“I got to do things my own way, darling/Will you ever let me?/Will you ever respect me?” Rihanna asks in her native Barbadian patois on “Consideration,” the opening track of Anti. To say that the album, her first in over three years, has had a contentious road to release is an understatement, with reports of false starts and, eventually, the promotion of three singles that, though moderately successfully, failed to resonate with fans or critics the way her past hits have. And without missing a beat, Rihanna provides a pointed, unapologetic rejoinder to the rhetorical questions posed in the song’s lyrics: “No.”

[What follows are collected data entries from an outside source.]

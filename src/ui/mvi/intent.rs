//! Base trait for intents.

/// Marker trait for intent objects: key presses, call-to-action clicks and
/// timer expiries that a reducer turns into a new state.
pub trait Intent: Send + 'static {}
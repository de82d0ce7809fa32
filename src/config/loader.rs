use std::fs;
use std::path::{Path, PathBuf};
use thiserror::Error;

use crate::config::types::Config;
use crate::ui::theme::parse_color;

/// Errors that can occur when loading configuration.
#[derive(Debug, Error)]
pub enum ConfigError {
    #[error("Failed to read config file '{path}': {source}")]
    ReadError {
        path: PathBuf,
        #[source]
        source: std::io::Error,
    },

    #[error("Failed to parse config file '{path}': {source}")]
    ParseError {
        path: PathBuf,
        #[source]
        source: toml::de::Error,
    },

    #[error("Config validation failed: {message}")]
    ValidationError { message: String },
}

impl Config {
    /// Returns the path to the configuration file.
    ///
    /// Uses `~/.config/garagefront/config.toml` on Unix/macOS,
    /// or equivalent on other platforms via `dirs::config_dir()`.
    /// Falls back to current directory if config_dir is unavailable.
    pub fn config_path() -> PathBuf {
        let config_dir = dirs::config_dir().unwrap_or_else(|| PathBuf::from("."));
        config_dir.join("garagefront").join("config.toml")
    }

    /// Default log file location, used when `[logging] file` is unset.
    pub fn default_log_path() -> PathBuf {
        let data_dir = dirs::data_dir().unwrap_or_else(|| PathBuf::from("."));
        data_dir.join("garagefront").join("garagefront.log")
    }

    /// Log file path after applying config.
    pub fn log_path(&self) -> PathBuf {
        self.logging
            .file
            .clone()
            .unwrap_or_else(Self::default_log_path)
    }

    /// Loads configuration from `path`.
    ///
    /// - If the file doesn't exist, returns `Config::default()`.
    /// - If the file exists, parses it as TOML and validates.
    pub fn load_from(path: &Path) -> Result<Self, ConfigError> {
        if !path.exists() {
            return Ok(Config::default());
        }

        let content = fs::read_to_string(path).map_err(|e| ConfigError::ReadError {
            path: path.to_path_buf(),
            source: e,
        })?;

        let config: Config = toml::from_str(&content).map_err(|e| ConfigError::ParseError {
            path: path.to_path_buf(),
            source: e,
        })?;

        config.validate()?;
        Ok(config)
    }

    /// Validates the configuration.
    ///
    /// Checks:
    /// - Both brand colors parse as `#rrggbb`
    /// - Reset delay and tick rate are non-zero
    pub fn validate(&self) -> Result<(), ConfigError> {
        for (key, value) in [
            ("theme.brand_red", &self.theme.brand_red),
            ("theme.brand_blue", &self.theme.brand_blue),
        ] {
            if parse_color(value).is_none() {
                return Err(ConfigError::ValidationError {
                    message: format!("{key} must be a #rrggbb color, got '{value}'"),
                });
            }
        }

        if self.form.reset_delay_ms == 0 {
            return Err(ConfigError::ValidationError {
                message: "form.reset_delay_ms must be greater than zero".to_string(),
            });
        }

        if self.ui.tick_rate_ms == 0 {
            return Err(ConfigError::ValidationError {
                message: "ui.tick_rate_ms must be greater than zero".to_string(),
            });
        }

        Ok(())
    }
}
pub mod app;
pub mod contact;
pub mod events;
pub mod footer;
pub mod header;
pub mod input;
pub mod layout;
pub mod mvi;
pub mod render;
pub mod runtime;
pub mod sections;
pub mod terminal_guard;
pub mod theme;
pub mod view;
//! Storefront for Garage Repair of Coral Springs, as a terminal client.
//!
//! `site` and `content` describe what is shown; `ui` owns the state, the
//! reducers and the terminal loop.

pub mod clipboard;
pub mod config;
pub mod content;
pub mod error;
pub mod logging;
pub mod site;
pub mod ui;
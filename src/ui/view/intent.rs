use crate::site::Page;
use crate::ui::mvi::Intent;

#[derive(Debug, Clone, Copy, PartialEq, Eq)]
pub enum ViewIntent {
    /// Show `Page` and scroll back to the top.
    SetPage(Page),
    ScrollUp { lines: u16 },
    /// Scroll towards the end, never past `max`.
    ScrollDown { lines: u16, max: u16 },
    ScrollToTop,
}

impl Intent for ViewIntent {}
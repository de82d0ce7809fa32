use super::page::{Page, Section};

const HOME: &[Section] = &[
    Section::Hero,
    Section::TrustBar,
    Section::ServicesGrid,
    Section::Testimonials,
    Section::ContactForm,
];
const SERVICES: &[Section] = &[Section::ServicesGrid];
const ABOUT: &[Section] = &[Section::About];
const CONTACT: &[Section] = &[Section::ContactForm];

/// Ordered sections for a page. Pure and total over [`Page`].
pub fn compose(page: Page) -> &'static [Section] {
    match page {
        Page::Home => HOME,
        Page::Services => SERVICES,
        Page::About => ABOUT,
        Page::Contact => CONTACT,
    }
}

/// Whether the contact form is mounted on `page`.
pub fn contains_contact_form(page: Page) -> bool {
    compose(page).contains(&Section::ContactForm)
}
//! Reducer trait.

use super::intent::Intent;
use super::state::UiState;

/// Pure state transition: `(State, Intent) -> State`.
///
/// Side effects (timers, clipboard, logging) stay with the caller around the
/// dispatch.
pub trait Reducer {
    type State: UiState;
    type Intent: Intent;

    fn reduce(state: Self::State, intent: Self::Intent) -> Self::State;
}
//! View controller feature module.
//!
//! Tracks the active page and the body scroll offset.
//!
//! - `state.rs` - Active page plus scroll position
//! - `intent.rs` - Navigation and scrolling
//! - `reducer.rs` - State transitions (pure, no side effects)

mod intent;
mod reducer;
mod state;

pub use intent::ViewIntent;
pub use reducer::ViewReducer;
pub use state::ViewState;
use ratatui::style::Color;

use crate::config::ThemeConfig;

pub const GLOBAL_BORDER: Color = Color::Rgb(0x40, 0x40, 0x40);
pub const HEADER_TEXT: Color = Color::Rgb(0xe5, 0xe5, 0xe5);
pub const HEADER_SEPARATOR: Color = Color::Rgb(0x6b, 0x72, 0x80);
pub const MUTED_TEXT: Color = Color::Rgb(0x94, 0xa3, 0xb8);
pub const STAR_AMBER: Color = Color::Rgb(0xfb, 0xbf, 0x24);
pub const STATUS_OK: Color = Color::Rgb(0x22, 0xc5, 0x5e);

/// Brand colors resolved from config.
#[derive(Debug, Clone, Copy, PartialEq, Eq)]
pub struct Theme {
    pub brand_red: Color,
    pub brand_blue: Color,
}

impl Default for Theme {
    fn default() -> Self {
        Self {
            brand_red: Color::Rgb(0xec, 0x13, 0x13),
            brand_blue: Color::Rgb(0x1e, 0x3a, 0x8a),
        }
    }
}

impl Theme {
    /// Resolve a validated [`ThemeConfig`]. Unparseable entries keep the default.
    pub fn from_config(config: &ThemeConfig) -> Self {
        let fallback = Self::default();
        Self {
            brand_red: parse_color(&config.brand_red).unwrap_or(fallback.brand_red),
            brand_blue: parse_color(&config.brand_blue).unwrap_or(fallback.brand_blue),
        }
    }
}

/// Parse `#rrggbb` into an RGB color.
pub fn parse_color(value: &str) -> Option<Color> {
    let hex = value.strip_prefix('#')?;
    if hex.len() != 6 || !hex.is_ascii() {
        return None;
    }
    let channel = |range: std::ops::Range<usize>| u8::from_str_radix(&hex[range], 16).ok();
    Some(Color::Rgb(channel(0..2)?, channel(2..4)?, channel(4..6)?))
}
use serde::Serialize;

/// Top-level views of the storefront.
#[derive(Debug, Clone, Copy, PartialEq, Eq, Hash, Default, Serialize, clap::ValueEnum)]
#[serde(rename_all = "kebab-case")]
pub enum Page {
    #[default]
    Home,
    Services,
    About,
    Contact,
}

impl Page {
    /// Navigation order, as shown in the header.
    pub const ALL: [Page; 4] = [Page::Home, Page::Services, Page::About, Page::Contact];

    pub fn label(self) -> &'static str {
        match self {
            Page::Home => "Home",
            Page::Services => "Services",
            Page::About => "About",
            Page::Contact => "Contact",
        }
    }

    /// Page bound to a header hotkey (`1`..=`4`).
    pub fn from_hotkey(ch: char) -> Option<Page> {
        let index = ch.to_digit(10)? as usize;
        index.checked_sub(1).and_then(|i| Self::ALL.get(i).copied())
    }
}

/// One self-contained content block composed into a page.
#[derive(Debug, Clone, Copy, PartialEq, Eq, Hash, Serialize)]
#[serde(rename_all = "kebab-case")]
pub enum Section {
    Hero,
    TrustBar,
    ServicesGrid,
    Testimonials,
    ContactForm,
    About,
}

But that the album’s first three singles, particularly the grating “FourFiveSeconds” and the dated “Bitch Better Have My Money,” were mercifully left off Anti points to a lack of creative vision, not to mention Rihanna and her label’s commitment to it (notably, the release is her first since parting ways with Def Jam). The early promise represented by “Consideration,” with its heavy, distorted ’90s-style loop and guest vocal by neo-soul singer SZA, suggested that Rihanna is determined to “grow.” But the remainder of Anti’s first half swiftly drifts into frustratingly familiar territory: “Needed Me” admirably aspires to FKA twigs’s brand of experimental R&B, but songs like “Kiss It Better” and “Woo,” with their plodding beats and menacing electric guitars, could have been plucked from Rated R or Unapologetic.
Anti’s second half finds Rihanna dabbling in previously unexplored genres, and to various degrees of success, never settling on a cohesive direction or clear statement of purpose aside from a decided denouncement of her dance-pop past. Rihanna makes a foray into psychedelic pop/soul on “Same Ol’ Mistakes,” a collaboration with Tame Impala’s Kevin Parker, and ’60s doo-wop on “Love on the Brain,” potentially forgettable trifles that emerge as triumphant highlights among the drab, depressing R&B that comprises much of the rest of the album. The likewise retro-minded “Higher” is marred by a strained vocal performance, which, like that of “FourFiveSeconds,” consists of little more than pitchy, whisky-soaked shrieks.
The sense that the largely joyless Anti lacks focus is furthered by the fact that “Higher” and “James Joint,” which both clock in at under two minutes a piece, scan as mere sketches. The ultimate impression the album leaves isn’t just that of an artist who failed to follow through on her vision, but who never bothered to conceive one in the first place.